Cradle of liberty, cradle of craft

Doug Bucci
Doug Bucci was raised in Mount Holly, New Jersey, where he used the materials in his grandfather's metal shop to make the sorts of weapons found in a boy's fantasy.12 Growing up across the river from Philadelphia, he treated the Philadelphia Museum of Art as his personal playground. At the University of the Arts he initially studied painting but was lured away by the attractions of jewelry and metalsmithing. He continued his studies at the Tyler School of Art, from which he received an MFA in 1998.

Doug Bucci (1971-) in the classroom as a visiting artist at Ferris State University, Grand Rapids, Michigan, 2012. Photograph by Phil Renato.

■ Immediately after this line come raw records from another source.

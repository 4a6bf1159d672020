//! Reveal-on-scroll tracking.
//!
//! Sections and skill items animate in the first time enough of them enters
//! the viewport. Skill items are staggered by their position in the observed
//! list.

use std::time::Duration;

/// Fraction of an element that must be visible before it reveals.
pub const REVEAL_THRESHOLD: f64 = 0.1;
const STAGGER_STEP: Duration = Duration::from_millis(100);

#[derive(Debug, Clone, Copy, PartialEq, Eq)]
pub enum RevealKind {
    Section,
    SkillItem,
}

/// Vertical extent in page pixels.
#[derive(Debug, Clone, Copy, PartialEq)]
pub struct VerticalSpan {
    pub top: f64,
    pub height: f64,
}

impl VerticalSpan {
    pub fn new(top: f64, height: f64) -> Self {
        Self { top, height }
    }

    pub fn bottom(&self) -> f64 {
        self.top + self.height
    }

    /// Share of this span that lies inside `viewport`, in `[0, 1]`.
    pub fn visible_fraction(&self, viewport: &VerticalSpan) -> f64 {
        if self.height <= 0.0 {
            return 0.0;
        }
        let overlap = self.bottom().min(viewport.bottom()) - self.top.max(viewport.top);
        (overlap / self.height).clamp(0.0, 1.0)
    }
}

#[derive(Debug, Clone, PartialEq)]
pub struct RevealTarget {
    pub kind: RevealKind,
    pub span: VerticalSpan,
    /// Transition delay; zero for sections.
    pub delay: Duration,
    /// Logical time the element revealed at.
    pub revealed_at: Option<Duration>,
}

impl RevealTarget {
    pub fn is_revealed(&self) -> bool {
        self.revealed_at.is_some()
    }

    /// Whether the element's entrance has started by `now`.
    pub fn is_shown_at(&self, now: Duration) -> bool {
        self.revealed_at
            .map(|at| now >= at + self.delay)
            .unwrap_or(false)
    }
}

#[derive(Debug, Clone, Default)]
pub struct RevealTracker {
    targets: Vec<RevealTarget>,
}

impl RevealTracker {
    /// Observes elements in document order.
    pub fn observe(elements: impl IntoIterator<Item = (RevealKind, VerticalSpan)>) -> Self {
        let targets = elements
            .into_iter()
            .enumerate()
            .map(|(index, (kind, span))| RevealTarget {
                kind,
                span,
                delay: match kind {
                    RevealKind::SkillItem => STAGGER_STEP * index as u32,
                    RevealKind::Section => Duration::ZERO,
                },
                revealed_at: None,
            })
            .collect();
        Self { targets }
    }

    pub fn targets(&self) -> &[RevealTarget] {
        &self.targets
    }

    /// Moves elements to new positions, keeping their reveal state.
    pub fn relayout(&mut self, spans: impl IntoIterator<Item = VerticalSpan>) {
        for (target, span) in self.targets.iter_mut().zip(spans) {
            target.span = span;
        }
    }

    /// Reveals every element crossing the threshold; returns newly revealed indices.
    pub fn update(&mut self, viewport: VerticalSpan, now: Duration) -> Vec<usize> {
        let mut revealed = Vec::new();
        for (index, target) in self.targets.iter_mut().enumerate() {
            if target.is_revealed() {
                continue;
            }
            if target.span.visible_fraction(&viewport) >= REVEAL_THRESHOLD {
                target.revealed_at = Some(now);
                revealed.push(index);
            }
        }
        revealed
    }
}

As a young maker, Bucci was passionate about the work of two Bay Area funk jewelry makers, Ken Cory (1943-1994) and Don Thompkins (1933-1982). In the summer of 2000, as he was doing some reading about Cory and Thompkins, he learned that they were both diabetic and that both had succumbed to the disease. This struck home for Bucci, also a diabetic, and prompted him to address the disease in his work. "I am a diabetic, an educator and an artist. I work in the medium of jewelry. I can always escape from teaching or making, but what I could not escape was the reality of what I was and that it defined me," he says.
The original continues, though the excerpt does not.